Search the material for the word "parent" and report each line where it turns up.

★ ★ ★ ★

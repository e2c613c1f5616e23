/// The device backing the running operating system, computed once per run and
/// only ever compared against candidates. `Unknown` means the mechanism
/// failed; callers must refuse to proceed rather than assume no system device
/// exists.
#[derive(Debug, Clone, PartialEq, Eq)]
pub enum SystemDevice {
    Known(String),
    Unknown,
}

pub struct SystemLocator;

impl SystemLocator {
    /// Resolve the system (boot) device for this host.
    pub fn locate() -> SystemDevice {
        Self::locate_impl()
    }

    #[cfg(target_os = "linux")]
    fn locate_impl() -> SystemDevice {
        match std::fs::read_to_string("/proc/mounts") {
            Ok(table) => match Self::root_device_from_mounts(&table) {
                Some(device) => SystemDevice::Known(device),
                None => {
                    tracing::error!("no root mount found in /proc/mounts");
                    SystemDevice::Unknown
                }
            },
            Err(e) => {
                tracing::error!("failed to read mount table: {}", e);
                SystemDevice::Unknown
            }
        }
    }

    #[cfg(windows)]
    fn locate_impl() -> SystemDevice {
        match std::env::var("SystemDrive") {
            Ok(drive) if !drive.is_empty() => {
                SystemDevice::Known(normalize_drive_root(&drive))
            }
            _ => {
                tracing::error!("SystemDrive environment variable not set");
                SystemDevice::Unknown
            }
        }
    }

    #[cfg(not(any(target_os = "linux", windows)))]
    fn locate_impl() -> SystemDevice {
        tracing::error!("system-device detection is not supported on this platform");
        SystemDevice::Unknown
    }

    /// Extract the whole-device identifier backing the root mount from
    /// mount-table text (the /proc/mounts format: device, mount point,
    /// fstype, options).
    pub(crate) fn root_device_from_mounts(table: &str) -> Option<String> {
        for line in table.lines() {
            let mut fields = line.split_whitespace();
            if let (Some(device), Some("/")) = (fields.next(), fields.next()) {
                return Some(normalize_whole_device(device));
            }
        }
        None
    }
}

/// Normalize a partition identifier to its parent whole-device identifier:
/// `/dev/sda1` -> `/dev/sda`, `/dev/nvme0n1p2` -> `/dev/nvme0n1`,
/// `/dev/mmcblk0p1` -> `/dev/mmcblk0`. Identifiers outside /dev (overlay,
/// tmpfs, UUID= specs) are left untouched.
pub(crate) fn normalize_whole_device(device: &str) -> String {
    let Some(name) = device.strip_prefix("/dev/") else {
        return device.to_string();
    };

    // Families whose canonical names end in a digit (nvme0n1, mmcblk0) mark
    // partitions with a 'p' separator; classic sdX/hdX/vdX names append the
    // partition number directly.
    let normalized = if name.starts_with("nvme")
        || name.starts_with("mmcblk")
        || name.starts_with("loop")
        || name.starts_with("md")
    {
        strip_partition_p_suffix(name)
    } else {
        name.trim_end_matches(|c: char| c.is_ascii_digit())
    };

    format!("/dev/{}", normalized)
}

fn strip_partition_p_suffix(name: &str) -> &str {
    let stem = name.trim_end_matches(|c: char| c.is_ascii_digit());
    if stem.len() == name.len() {
        return name;
    }
    // The 'p' separator only marks a partition when it follows the device
    // number ("nvme0n1p2"); a trailing 'p' in the device name itself
    // ("loop0") does not.
    match stem.strip_suffix('p') {
        Some(parent) if parent.ends_with(|c: char| c.is_ascii_digit()) => parent,
        _ => name,
    }
}

#[cfg(windows)]
pub(crate) fn normalize_drive_root(drive: &str) -> String {
    drive.trim_end_matches('\\').to_ascii_uppercase()
}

★ ★ ★ ★

Solution for this exercise:
/// Normalize a partition identifier to its parent whole-device identifier:
        Some(parent) if parent.ends_with(|c: char| c.is_ascii_digit()) => parent,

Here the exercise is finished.